§ Provided material:
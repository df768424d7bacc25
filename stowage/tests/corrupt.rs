//! Truncation, corruption, size-mismatch and state-machine behavior.

use stowage::{
    ArchiveReader, ArchiveWriter, Codec, Entry, EntryType, Error, Format, Timespec,
};

fn sample_tar() -> Vec<u8> {
    let mut buf = Vec::new();
    let mut writer = ArchiveWriter::create_bytes(&mut buf, Format::Pax, &[]).unwrap();
    let mut entry = Entry::new("victim.txt", EntryType::Regular);
    entry.set_size(1500);
    entry.set_mtime(Some(Timespec::new(1_700_000_000, 0)));
    writer.add_entry(&entry).unwrap();
    writer.write_payload(&vec![b'v'; 1500]).unwrap();
    writer.close().unwrap();
    buf
}

fn drain(reader: &mut ArchiveReader<'_>) -> Result<(), Error> {
    while let Some(_entry) = reader.next_entry()? {
        let mut sink = std::io::sink();
        reader.read_payload(&mut sink)?;
    }
    Ok(())
}

#[test]
fn truncation_never_yields_short_entries() {
    let buf = sample_tar();
    // Cut inside the header, inside the payload, inside the padding and
    // inside the end-of-archive marker.
    for cut in [100, 512 + 700, 512 + 1500 + 10, buf.len() - 600] {
        let truncated = &buf[..cut];
        let result = ArchiveReader::open_bytes(truncated)
            .and_then(|mut reader| drain(&mut reader));
        match result {
            Err(Error::Truncated) | Err(Error::Header { .. }) | Err(Error::UnknownFormat) => {}
            other => panic!("cut at {cut}: expected truncation error, got {other:?}"),
        }
    }
}

#[test]
fn corrupt_checksum_is_a_header_error() {
    let mut buf = sample_tar();
    buf[150] ^= 0x55; // inside the chksum field of the first header
    let mut reader = ArchiveReader::open_bytes(&buf).unwrap();
    assert!(matches!(
        reader.next_entry(),
        Err(Error::Header { .. })
    ));
}

#[test]
fn faulted_reader_keeps_re_raising() {
    let buf = sample_tar();
    let cut = &buf[..512 + 700];
    let mut reader = ArchiveReader::open_bytes(cut).unwrap();
    reader.next_entry().unwrap().unwrap();

    let mut sink = std::io::sink();
    let first = reader.read_payload(&mut sink).unwrap_err();
    assert!(matches!(first, Error::Truncated), "{first:?}");

    // Every subsequent call re-surfaces the same terminal condition.
    for _ in 0..3 {
        assert!(matches!(reader.next_entry(), Err(Error::Truncated)));
        assert!(matches!(reader.read_block(), Err(Error::Truncated)));
    }
}

#[test]
fn corrupt_gzip_surfaces_filter_error_with_offset() {
    let mut buf = Vec::new();
    {
        let mut writer =
            ArchiveWriter::create_bytes(&mut buf, Format::Pax, &[Codec::Gzip.into()]).unwrap();
        let mut entry = Entry::new("z", EntryType::Regular);
        entry.set_size(5000);
        writer.add_entry(&entry).unwrap();
        writer.write_payload(&vec![3u8; 5000]).unwrap();
        writer.close().unwrap();
    }
    // Flip a byte in the middle of the deflate stream.
    let mid = buf.len() / 2;
    buf[mid] ^= 0xff;

    let result = ArchiveReader::open_bytes(&buf).and_then(|mut r| drain(&mut r));
    match result {
        Err(Error::Filter { offset, .. }) => assert!(offset <= buf.len() as u64),
        // A flip this early can also break the gzip header itself.
        Err(Error::UnknownFormat) | Err(Error::Header { .. }) | Err(Error::Truncated) => {}
        other => panic!("expected filter failure, got {other:?}"),
    }
}

#[test]
fn corrupt_zip_payload_fails_crc_or_inflate() {
    // Incompressible payload so the deflate stream is comfortably larger
    // than the local header and the flipped byte lands inside it.
    let mut state = 1u32;
    let noise: Vec<u8> = (0..4096)
        .map(|_| {
            state = state.wrapping_mul(1_103_515_245).wrapping_add(12_345);
            (state >> 16) as u8
        })
        .collect();

    let mut buf = Vec::new();
    {
        let mut writer = ArchiveWriter::create_bytes(&mut buf, Format::Zip, &[]).unwrap();
        let mut entry = Entry::new("data.bin", EntryType::Regular);
        entry.set_size(4096);
        writer.add_entry(&entry).unwrap();
        writer.write_payload(&noise).unwrap();
        writer.close().unwrap();
    }
    // Local header is 30 bytes + name; byte 80 sits inside the payload.
    buf[80] ^= 0xff;

    let result = ArchiveReader::open_bytes(&buf).and_then(|mut r| drain(&mut r));
    assert!(
        matches!(result, Err(Error::Filter { .. }) | Err(Error::Header { .. })),
        "{result:?}"
    );
}

#[test]
fn overlong_payload_is_rejected_before_the_wire() {
    let mut buf = Vec::new();
    let mut writer = ArchiveWriter::create_bytes(&mut buf, Format::Pax, &[]).unwrap();
    let mut entry = Entry::new("tiny", EntryType::Regular);
    entry.set_size(4);
    writer.add_entry(&entry).unwrap();
    let err = writer.write_payload(b"toolong").unwrap_err();
    assert!(
        matches!(err, Error::SizeMismatch { declared: 4, actual: 7 }),
        "{err:?}"
    );
}

#[test]
fn short_payload_fails_at_close() {
    let mut buf = Vec::new();
    let mut writer = ArchiveWriter::create_bytes(&mut buf, Format::Pax, &[]).unwrap();
    let mut entry = Entry::new("short", EntryType::Regular);
    entry.set_size(10);
    writer.add_entry(&entry).unwrap();
    writer.write_payload(b"1234").unwrap();
    let err = writer.close().unwrap_err();
    assert!(
        matches!(err, Error::SizeMismatch { declared: 10, actual: 4 }),
        "{err:?}"
    );
}

#[test]
fn short_payload_fails_at_next_add_entry() {
    let mut buf = Vec::new();
    let mut writer = ArchiveWriter::create_bytes(&mut buf, Format::Pax, &[]).unwrap();
    let mut entry = Entry::new("first", EntryType::Regular);
    entry.set_size(10);
    writer.add_entry(&entry).unwrap();
    writer.write_payload(b"12").unwrap();

    let next = Entry::new("second", EntryType::Directory);
    assert!(matches!(
        writer.add_entry(&next),
        Err(Error::SizeMismatch { .. })
    ));
}

#[test]
fn payload_write_without_entry_is_invalid_state() {
    let mut buf = Vec::new();
    let mut writer = ArchiveWriter::create_bytes(&mut buf, Format::Pax, &[]).unwrap();
    assert!(matches!(
        writer.write_payload(b"x"),
        Err(Error::InvalidState { .. })
    ));
}

#[test]
fn read_block_without_entry_is_invalid_state() {
    let buf = sample_tar();
    let mut reader = ArchiveReader::open_bytes(&buf).unwrap();
    assert!(matches!(
        reader.read_block(),
        Err(Error::InvalidState { .. })
    ));

    // Distinct from data errors: the session stays usable.
    let entry = reader.next_entry().unwrap();
    assert!(entry.is_some());
}

#[test]
fn unknown_size_is_unsupported_in_tar() {
    let mut buf = Vec::new();
    let mut writer = ArchiveWriter::create_bytes(&mut buf, Format::Pax, &[]).unwrap();
    let mut entry = Entry::new("nosize", EntryType::Regular);
    entry.unset_size();
    assert!(matches!(
        writer.add_entry(&entry),
        Err(Error::Unsupported { .. })
    ));
}

#[test]
fn link_without_target_is_rejected() {
    let mut buf = Vec::new();
    let mut writer = ArchiveWriter::create_bytes(&mut buf, Format::Pax, &[]).unwrap();
    let entry = Entry::new("dangling", EntryType::Symlink);
    assert!(matches!(
        writer.add_entry(&entry),
        Err(Error::InvalidState { .. })
    ));
}

#[test]
fn tar_missing_end_marker_is_truncated() {
    let buf = sample_tar();
    // Strip the entire end-of-archive marker.
    let cut = &buf[..buf.len() - 1024];
    let mut reader = ArchiveReader::open_bytes(cut).unwrap();
    reader.next_entry().unwrap().unwrap();
    let mut sink = std::io::sink();
    reader.read_payload(&mut sink).unwrap();
    assert!(matches!(reader.next_entry(), Err(Error::Truncated)));
}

§ Work to be completed:
With "deflate" as the search string, filter the records and return each line that has it.

§ Expected output:
    // Flip a byte in the middle of the deflate stream.
    // Incompressible payload so the deflate stream is comfortably larger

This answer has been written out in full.